Paul Rosenbaum starts with a driving factor - deducing the effects of medical treatments - and goes on to bring in the significance of randomised experiments versus the problems of purely observational studies, digs into covariates and ways to bring in experiment-like features to observational studies, brings up issues of replication and finishes with the impact of uncertainty and complexity. This is mostly exactly the kind of topics than should be covered in such a guide, and as such it hits spot. But, unfortunately, while it is indeed an effective introductory guide for scientists who aren't mathematicians, Rosenbaum fails on making this accessible to a nontechnical audience.

Rosenbaum quotes mathematician George Pólya as saying that we need a notation that is 'unambiguous, pregnant, easy to remember…' I would have been happier with this book if Rosenbaum had explained how a mathematical notation could possibly be pregnant. (He doesn't.) But, more importantly, the notation used is simply not easy to remember for a nontechnical audience. Within one page of it starting to be used, I had to keep looking back to see what the different parts meant. 

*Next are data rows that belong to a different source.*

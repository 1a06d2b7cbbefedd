//! Node configuration read from environment variables.

use std::env;
use std::str::FromStr;
use std::time::Duration;

use crate::blockchain::{ChainParams, MAX_TARGET_BLOCK_TIME_SECS, retarget};
use crate::error::ConfigError;

const DEFAULT_HOST: &str = "127.0.0.1";
const DEFAULT_PORT: u16 = 8080;

#[derive(Debug, Clone, PartialEq, Eq)]
pub struct Config {
    pub host: String,
    pub port: u16,
    pub chain: ChainParams,
}

impl Default for Config {
    fn default() -> Self {
        Self {
            host: DEFAULT_HOST.to_string(),
            port: DEFAULT_PORT,
            chain: ChainParams::default(),
        }
    }
}

impl Config {
    pub fn from_env() -> Result<Self, ConfigError> {
        Self::from_lookup(|key| env::var(key).ok())
    }

    /// Build a config from any key lookup; unset keys keep their defaults.
    pub fn from_lookup(lookup: impl Fn(&str) -> Option<String>) -> Result<Self, ConfigError> {
        let defaults = Self::default();

        let host = lookup("HOST").unwrap_or(defaults.host);
        let port = parse_or("PORT", lookup("PORT"), defaults.port)?;

        let initial_bits = match lookup("INITIAL_BITS") {
            Some(raw) => parse_bits(&raw)?,
            None => defaults.chain.initial_bits,
        };

        let secs = parse_or(
            "TARGET_BLOCK_TIME_SECS",
            lookup("TARGET_BLOCK_TIME_SECS"),
            defaults.chain.target_block_time.as_secs(),
        )?;
        if secs == 0 {
            return Err(ConfigError::ZeroTimespan("TARGET_BLOCK_TIME_SECS"));
        }

        let retarget_window = parse_or(
            "RETARGET_WINDOW",
            lookup("RETARGET_WINDOW"),
            defaults.chain.retarget_window,
        )?;
        if retarget_window == 0 {
            return Err(ConfigError::ZeroTimespan("RETARGET_WINDOW"));
        }

        let target_block_time = Duration::from_secs(secs);
        if secs > MAX_TARGET_BLOCK_TIME_SECS
            || retarget::desired_timespan(target_block_time, retarget_window).is_err()
        {
            return Err(ConfigError::InvalidValue {
                key: "TARGET_BLOCK_TIME_SECS",
                value: secs.to_string(),
            });
        }

        Ok(Self {
            host,
            port,
            chain: ChainParams {
                initial_bits,
                target_block_time,
                retarget_window,
            },
        })
    }
}

fn parse_or<T: FromStr>(key: &'static str, raw: Option<String>, default: T) -> Result<T, ConfigError> {
    match raw {
        None => Ok(default),
        Some(value) => value
            .trim()
            .parse()
            .map_err(|_| ConfigError::InvalidValue { key, value }),
    }
}

/// Compact bits are written in hex, with or without a `0x` prefix.
fn parse_bits(raw: &str) -> Result<u32, ConfigError> {
    let trimmed = raw.trim();
    let digits = trimmed
        .strip_prefix("0x")
        .or_else(|| trimmed.strip_prefix("0X"))
        .unwrap_or(trimmed);
    u32::from_str_radix(digits, 16).map_err(|_| ConfigError::InvalidValue {
        key: "INITIAL_BITS",
        value: raw.to_string(),
    })
}
use actix_web::{HttpResponse, Responder, post, web};
use log::debug;

use super::models::{NewWalletResponse, SendRequest, SendResponse};
use crate::wallet::{KeyPair, generate_keypair_hex, parse_secret_key_hex};

#[post("/wallet/new/")]
pub async fn create_wallet() -> impl Responder {
    let (sk, pk, addr) = generate_keypair_hex();
    HttpResponse::Ok().json(NewWalletResponse {
        private_key: sk,
        public_key: pk,
        address: addr,
    })
}

/// DEV helper: build and sign a transaction with the given private key.
/// Nothing is submitted; post the result to `/ledger/tx/`.
#[post("/wallet/send/")]
pub async fn send(body: web::Json<SendRequest>) -> impl Responder {
    let SendRequest {
        private_key,
        receivers,
        location,
    } = body.into_inner();

    let keys = match parse_secret_key_hex(&private_key) {
        Ok(sk) => KeyPair::from_secret_key(sk),
        Err(e) => return HttpResponse::BadRequest().body(e.to_string()),
    };
    let tx = keys.send_tx(receivers, location);
    debug!("WALLET - signed tx {} from {}", tx.hash, keys.address);

    HttpResponse::Ok().json(SendResponse {
        public_key: hex::encode(keys.public_key.serialize()),
        transaction: tx,
    })
}
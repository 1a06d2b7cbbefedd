use std::sync::Arc;
use std::sync::atomic::{AtomicBool, Ordering};

use log::debug;
use num_traits::Zero;

use super::Block;
use super::compact;
use crate::error::MiningError;

/// Shared stop flag polled by the nonce search between attempts.
#[derive(Debug, Clone, Default)]
pub struct CancelToken(Arc<AtomicBool>);

impl CancelToken {
    pub fn new() -> Self {
        Self::default()
    }

    pub fn cancel(&self) {
        self.0.store(true, Ordering::Relaxed);
    }

    pub fn is_cancelled(&self) -> bool {
        self.0.load(Ordering::Relaxed)
    }
}

/// Perform Proof-of-Work: bump the nonce until the block hash is strictly
/// below the target decoded from `block.bits`, then seal the block.
pub fn mine(mut block: Block, cancel: &CancelToken) -> Result<Block, MiningError> {
    let target = block.target()?;
    if target.is_zero() {
        return Err(MiningError::TargetUnreachable { bits: block.bits });
    }

    let mut attempts: u64 = 0;
    loop {
        if cancel.is_cancelled() {
            debug!("MINER - block #{} cancelled after {} attempts", block.index, attempts);
            return Err(MiningError::Cancelled { attempts });
        }

        let hash = block.compute_hash();
        attempts += 1;
        if compact::hash_value(&hash).is_some_and(|value| value < target) {
            debug!(
                "MINER - block #{} sealed (nonce={}, attempts={})",
                block.index, block.nonce, attempts
            );
            block.hash = Some(hash);
            return Ok(block);
        }

        block.nonce = block
            .nonce
            .checked_add(1)
            .ok_or(MiningError::TargetUnreachable { bits: block.bits })?;
    }
}
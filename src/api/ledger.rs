use actix_web::{HttpResponse, Responder, get, post, web};
use log::{debug, warn};

use super::models::{
    AppState, CheckTxResponse, CreateCoinsRequest, LedgerChainResponse, PendingResponse,
    SubmitTxRequest, SubmitTxResponse,
};
use crate::wallet::parse_public_key_hex;

/// Authority mint into the pending set.
#[post("/ledger/coins/")]
pub async fn create_coins(
    state: web::Data<AppState>,
    body: web::Json<CreateCoinsRequest>,
) -> impl Responder {
    let receivers = body.into_inner().receivers;
    if receivers.is_empty() {
        return HttpResponse::BadRequest().body("receivers required");
    }
    let mut ledger = state.ledger.lock().expect("mutex poisoned");
    let tx = ledger.create_coins(receivers);
    HttpResponse::Ok().json(tx)
}

/// Submit a signed transaction. A rejected one is discarded and the
/// reason returned with 409.
#[post("/ledger/tx/")]
pub async fn submit_tx(
    state: web::Data<AppState>,
    body: web::Json<SubmitTxRequest>,
) -> impl Responder {
    let SubmitTxRequest {
        transaction,
        public_key,
    } = body.into_inner();
    debug!("POST /ledger/tx/ - received tx {}", transaction.hash);

    let signer = match parse_public_key_hex(&public_key) {
        Ok(pk) => pk,
        Err(e) => {
            warn!("POST /ledger/tx/ - bad public key: {}", e);
            return HttpResponse::BadRequest().body(e.to_string());
        }
    };

    let mut ledger = state.ledger.lock().expect("mutex poisoned");
    let hash = transaction.hash.clone();
    match ledger.add_tx(transaction, &signer) {
        Ok(()) => HttpResponse::Ok().json(SubmitTxResponse {
            hash,
            pending: ledger.pending().len(),
        }),
        Err(reason) => HttpResponse::Conflict().body(reason.to_string()),
    }
}

/// Dry run: every check's outcome, without queueing the transaction.
#[post("/ledger/check/")]
pub async fn check_tx(
    state: web::Data<AppState>,
    body: web::Json<SubmitTxRequest>,
) -> impl Responder {
    let SubmitTxRequest {
        transaction,
        public_key,
    } = body.into_inner();
    let signer = match parse_public_key_hex(&public_key) {
        Ok(pk) => pk,
        Err(e) => return HttpResponse::BadRequest().body(e.to_string()),
    };

    let ledger = state.ledger.lock().expect("mutex poisoned");
    let checks = ledger.check(&transaction, &signer);
    let failures: Vec<String> = checks.failures().iter().map(|r| r.to_string()).collect();
    HttpResponse::Ok().json(CheckTxResponse {
        hash: transaction.hash,
        valid: failures.is_empty(),
        reason: failures.first().cloned(),
        failures,
        checks,
    })
}

/// Seal the pending set into a new signed block.
#[post("/ledger/mine/")]
pub async fn mine(state: web::Data<AppState>) -> impl Responder {
    let mut ledger = state.ledger.lock().expect("mutex poisoned");
    let block = ledger.mine();
    HttpResponse::Ok().json(block)
}

#[get("/ledger/chain/")]
pub async fn get_chain(state: web::Data<AppState>) -> impl Responder {
    let ledger = state.ledger.lock().expect("mutex poisoned");
    HttpResponse::Ok().json(LedgerChainResponse {
        length: ledger.len(),
        valid: ledger.verify_chain(),
        authority: ledger.authority_address(),
        authority_public_key: hex::encode(ledger.authority_public_key().serialize()),
        chain: ledger.chain(),
    })
}

#[get("/ledger/pending/")]
pub async fn get_pending(state: web::Data<AppState>) -> impl Responder {
    let ledger = state.ledger.lock().expect("mutex poisoned");
    HttpResponse::Ok().json(PendingResponse {
        size: ledger.pending().len(),
        transactions: ledger.pending(),
    })
}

We are told that a causal effect is 'a comparison of outcomes' and in the first example given this is rTw - rCw. Bits of this are relatively clear. T and C are treatment and control. W is George Washington (as the example is about his being treated, then dying soon after). I'm guessing 'r' refers to result, though that term isn't used in the text, but most importantly it's not obvious why the 'causal effect' is those two variables, set to arbitrary values, with one subtracted from the other. I'm pretty familiar with algebra and statistics, but I rapidly found the symbolic representations used hard to follow - there has to be a better way if you are writing for a general audience: it appears the author doesn't know how to do this. 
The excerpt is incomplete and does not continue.